** What is being asked **
What you return should be each line of the data containing the string "ghost".
Extracted entries START
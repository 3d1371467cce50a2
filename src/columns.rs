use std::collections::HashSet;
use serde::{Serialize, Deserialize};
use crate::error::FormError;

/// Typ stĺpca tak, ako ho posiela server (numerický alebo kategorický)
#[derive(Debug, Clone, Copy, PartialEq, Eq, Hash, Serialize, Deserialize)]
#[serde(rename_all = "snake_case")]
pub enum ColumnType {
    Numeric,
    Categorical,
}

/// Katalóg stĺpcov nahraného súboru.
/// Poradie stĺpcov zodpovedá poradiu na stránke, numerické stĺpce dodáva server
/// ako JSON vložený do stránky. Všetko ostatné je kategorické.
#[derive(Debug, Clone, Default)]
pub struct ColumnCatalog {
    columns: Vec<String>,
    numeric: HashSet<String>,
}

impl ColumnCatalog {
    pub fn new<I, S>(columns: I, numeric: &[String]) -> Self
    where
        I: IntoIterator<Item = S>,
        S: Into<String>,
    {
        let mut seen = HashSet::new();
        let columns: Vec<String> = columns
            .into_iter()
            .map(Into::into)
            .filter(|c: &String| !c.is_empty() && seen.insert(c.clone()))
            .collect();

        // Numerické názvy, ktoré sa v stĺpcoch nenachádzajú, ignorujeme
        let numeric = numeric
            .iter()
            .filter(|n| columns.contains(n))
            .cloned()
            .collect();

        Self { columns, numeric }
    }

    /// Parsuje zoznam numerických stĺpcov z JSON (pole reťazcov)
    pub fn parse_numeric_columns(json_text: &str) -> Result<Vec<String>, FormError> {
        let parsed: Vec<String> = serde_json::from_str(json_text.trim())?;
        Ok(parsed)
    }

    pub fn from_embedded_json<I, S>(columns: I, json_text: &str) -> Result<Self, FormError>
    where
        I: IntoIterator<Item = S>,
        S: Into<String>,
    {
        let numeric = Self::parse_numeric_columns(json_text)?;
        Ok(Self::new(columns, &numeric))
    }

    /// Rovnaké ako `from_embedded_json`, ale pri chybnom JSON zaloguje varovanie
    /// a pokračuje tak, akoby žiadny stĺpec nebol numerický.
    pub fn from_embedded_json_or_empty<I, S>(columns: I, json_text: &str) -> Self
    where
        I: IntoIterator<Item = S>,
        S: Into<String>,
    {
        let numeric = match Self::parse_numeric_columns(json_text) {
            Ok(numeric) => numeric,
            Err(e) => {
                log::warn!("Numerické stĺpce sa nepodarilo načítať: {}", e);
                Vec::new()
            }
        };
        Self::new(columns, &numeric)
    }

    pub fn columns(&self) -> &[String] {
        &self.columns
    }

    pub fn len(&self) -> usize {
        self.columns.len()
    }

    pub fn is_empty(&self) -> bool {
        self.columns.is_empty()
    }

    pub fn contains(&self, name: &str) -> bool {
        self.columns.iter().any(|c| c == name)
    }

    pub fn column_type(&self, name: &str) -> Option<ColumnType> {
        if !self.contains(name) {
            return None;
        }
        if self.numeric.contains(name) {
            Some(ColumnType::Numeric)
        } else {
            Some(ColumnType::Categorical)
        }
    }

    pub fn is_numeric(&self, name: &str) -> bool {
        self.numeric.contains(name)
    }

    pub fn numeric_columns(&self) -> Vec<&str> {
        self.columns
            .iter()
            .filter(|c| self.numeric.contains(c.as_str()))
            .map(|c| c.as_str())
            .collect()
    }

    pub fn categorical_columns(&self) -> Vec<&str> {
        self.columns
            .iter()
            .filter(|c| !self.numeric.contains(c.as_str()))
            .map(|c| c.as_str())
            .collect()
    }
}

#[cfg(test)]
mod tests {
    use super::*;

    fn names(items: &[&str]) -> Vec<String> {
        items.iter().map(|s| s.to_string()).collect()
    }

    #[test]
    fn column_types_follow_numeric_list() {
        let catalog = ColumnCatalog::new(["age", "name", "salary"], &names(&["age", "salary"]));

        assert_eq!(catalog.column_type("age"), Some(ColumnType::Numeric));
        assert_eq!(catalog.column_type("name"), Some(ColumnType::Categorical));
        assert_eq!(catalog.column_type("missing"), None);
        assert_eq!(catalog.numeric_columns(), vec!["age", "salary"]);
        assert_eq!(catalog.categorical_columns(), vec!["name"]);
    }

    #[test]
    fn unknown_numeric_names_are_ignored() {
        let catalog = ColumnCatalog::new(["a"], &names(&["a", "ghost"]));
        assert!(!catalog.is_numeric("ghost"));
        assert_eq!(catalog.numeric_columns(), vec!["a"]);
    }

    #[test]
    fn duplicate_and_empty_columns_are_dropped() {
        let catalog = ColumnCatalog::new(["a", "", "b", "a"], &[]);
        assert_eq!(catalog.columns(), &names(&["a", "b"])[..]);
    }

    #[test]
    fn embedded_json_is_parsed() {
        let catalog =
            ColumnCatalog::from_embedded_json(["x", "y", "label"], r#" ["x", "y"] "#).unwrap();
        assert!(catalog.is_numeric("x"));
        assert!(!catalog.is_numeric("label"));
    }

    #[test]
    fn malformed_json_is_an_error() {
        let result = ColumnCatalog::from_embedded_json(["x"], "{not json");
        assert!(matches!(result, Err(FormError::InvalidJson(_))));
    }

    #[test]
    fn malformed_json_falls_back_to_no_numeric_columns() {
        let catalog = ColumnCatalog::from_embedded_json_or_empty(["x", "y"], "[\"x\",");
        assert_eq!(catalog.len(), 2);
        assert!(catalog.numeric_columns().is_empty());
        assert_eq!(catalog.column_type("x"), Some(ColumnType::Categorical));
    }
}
Extracted entries END
** Solution to this problem **
        let catalog = ColumnCatalog::new(["a"], &names(&["a", "ghost"]));
        assert!(!catalog.is_numeric("ghost"));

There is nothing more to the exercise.